When we work on rebuilding Python packages with new Python version and when other provenpackagers rebuild multiple packages at once, I've seen several problems with packages failing to build from source and/or creating unexpected breakage in rawhide when built. Usually, some of the following happens:


1. Untested changes

Packager pushes a "simple update" to dist git without checking if it even builds. It doesn't. Packager has no time to fix this, so they move on for now. Or they submit a build but never check if it actually built. Provenpackagers who need to rebuild the package need to figure this out and fix the problem if it is trivial, or revert the recent commit, when the failure blocks them.

IMHO Provenpackagers should not need to worry about this.

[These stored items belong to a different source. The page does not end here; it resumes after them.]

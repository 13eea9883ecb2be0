//! 转换流程模块
//!
//! 把结构解析和pandoc调用串联成完整的EPUB转Markdown流程：
//! 解包到临时目录，解析章节结构，逐章调用pandoc写出Markdown，
//! 最后整理图片引用。

pub mod config;
pub mod pandoc;

pub use config::{ConvertConfig, DEFAULT_CONFIG_PATH};
pub use pandoc::{Pandoc, PandocInput, LUA_FILTER};

use std::fs;
use std::path::{Path, PathBuf};

use crate::chapter::{resolve_chapters, ChapterSource};
use crate::epub::error::Result;
use crate::epub::{toc, Epub};

/// 转换结果汇总
#[derive(Debug, Default)]
pub struct ConvertReport {
    /// 成功写出的Markdown文件数
    pub converted: usize,
    /// 转换失败的章节(顺序号, 失败原因)
    pub failures: Vec<(usize, String)>,
    /// 提取出的图片文件数
    pub images: usize,
    /// 输出目录
    pub outdir: PathBuf,
}

/// EPUB转Markdown转换器
pub struct Converter {
    config: ConvertConfig,
}

impl Converter {
    /// 创建转换器
    pub fn new(config: ConvertConfig) -> Self {
        Self { config }
    }

    /// 执行完整的转换流程
    ///
    /// # 参数
    ///
    /// * `epub_path` - EPUB文件路径
    /// * `outdir` - Markdown输出目录(不存在时创建)
    ///
    /// # 返回值
    ///
    /// * `Result<ConvertReport>` - 单章失败不会中断流程，只计入失败数；
    ///   整体失败(找不到pandoc、无任何章节等)返回错误
    pub fn convert(&self, epub_path: &Path, outdir: &Path) -> Result<ConvertReport> {
        let version = Pandoc::probe(&self.config.pandoc_path)?;
        println!("🔧 {}", version);

        fs::create_dir_all(outdir)?;
        let media_dir = outdir.join("images");
        fs::create_dir_all(&media_dir)?;
        fs::write(media_dir.join(".gitignore"), "*\n")?;

        // 解包到临时目录，作用域结束时自动清理
        let tmp = tempfile::tempdir()?;
        let mut epub = Epub::new(epub_path)?;
        epub.unpack_to(tmp.path())?;

        let plan = resolve_chapters(tmp.path(), self.config.coverage_threshold)?;
        if plan.toc_entry_count > 0 {
            println!("📖 目录提供了 {} 个条目", plan.toc_entry_count);
        }
        if plan.source == ChapterSource::Spine {
            if let Some((toc_files, spine_files)) = plan.coverage {
                println!(
                    "⚠️  目录只覆盖 {}/{} 个书脊文件，改用书脊顺序",
                    toc_files, spine_files
                );
            }
            println!("📖 按书脊顺序提取 {} 个文件", plan.chapters.len());
        }

        let pandoc = Pandoc::new(&self.config, tmp.path())?;
        let mut report = ConvertReport {
            outdir: outdir.to_path_buf(),
            ..Default::default()
        };

        for chapter in &plan.chapters {
            let slug = pandoc::slugify(&chapter.title, self.config.max_slug_length);
            let out_path = outdir.join(format!("{:02}-{}.md", chapter.order, slug));

            // 片段章节先截取HTML文本，截取失败时退回整文件
            let snippet = if chapter.is_whole_file() {
                None
            } else {
                let text = toc::read_text_lossy(&chapter.path).unwrap_or_default();
                let segment = crate::chapter::segment::extract_segment(
                    &text,
                    chapter.start_id.as_deref(),
                    chapter.end_id.as_deref(),
                );
                if matches!(segment.as_deref(), Some("")) {
                    println!("⚠️  章节 {:02} 的锚点区间为空: {}", chapter.order, chapter.title);
                }
                segment
            };

            let input = match &snippet {
                Some(text) => PandocInput::Snippet(text),
                None => PandocInput::File(&chapter.src),
            };

            match pandoc.render(&plan.base_dir, input, &media_dir, &out_path) {
                Ok(()) => {
                    pandoc::relocate_image_links(&out_path, &media_dir)?;
                    report.converted += 1;
                    println!("✓ {:02} {}", chapter.order, chapter.title);
                }
                Err(e) => {
                    eprintln!("✗ {} ({})", chapter.title, e);
                    report.failures.push((chapter.order, e.to_string()));
                }
            }
        }

        report.images = count_images(&media_dir);
        Ok(report)
    }
}

/// 统计图片目录下带扩展名的文件数(不含.gitignore)
fn count_images(media_dir: &Path) -> usize {
    fn walk(dir: &Path, count: &mut usize) {
        let Ok(entries) = fs::read_dir(dir) else { return };
        for entry in entries.flatten() {
            let path = entry.path();
            if path.is_dir() {
                walk(&path, count);
            } else if path.extension().is_some() {
                *count += 1;
            }
        }
    }

    let mut count = 0;
    walk(media_dir, &mut count);
    count
}
//! 清单模块
//!
//! 提供EPUB包中文件清单的结构定义。

/// 清单项信息
#[derive(Debug, Clone)]
pub struct ManifestItem {
    /// 项目ID
    pub id: String,
    /// 文件路径(相对于OPF文件)
    pub href: String,
    /// 媒体类型
    pub media_type: String,
    /// 属性(如nav等)
    pub properties: Option<String>,
}

impl ManifestItem {
    /// 创建新的清单项
    pub fn new(id: String, href: String, media_type: String) -> Self {
        Self {
            id,
            href,
            media_type,
            properties: None,
        }
    }

    /// 检查是否包含指定属性
    pub fn has_property(&self, property: &str) -> bool {
        if let Some(properties) = &self.properties {
            properties.split_whitespace().any(|p| p == property)
        } else {
            false
        }
    }

    /// 检查是否为EPUB3语义导航文档
    pub fn is_nav(&self) -> bool {
        self.has_property("nav")
    }

    /// 检查是否为NCX导航控制文件
    pub fn is_ncx(&self) -> bool {
        self.media_type == "application/x-dtbncx+xml"
    }

    /// 检查是否为HTML类内容文档
    pub fn is_document(&self) -> bool {
        self.media_type.contains("html")
    }
}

Changes should be at least smoke tested by a mock/scratch build and installation check before shipping them.


2. Changes that work but are waiting on external factors

Packager pushes a breaking change to dist git (such as a soname bump) before coordinating the change with the dependent packages, not intending to immediately build it. A provenpackager rebuilds the package for a different reason (such as a different soname bump), accidentally shipping the not-yet-wanted upgrade to rawhide.

IMHO Provenpackagers should not need to worry about this. Commits should land in dist git only when they are intended to be built (close to) immediately. The only reasonable exception is when building the pushed changes in a side tag and even then, packagers should communicate their intentions.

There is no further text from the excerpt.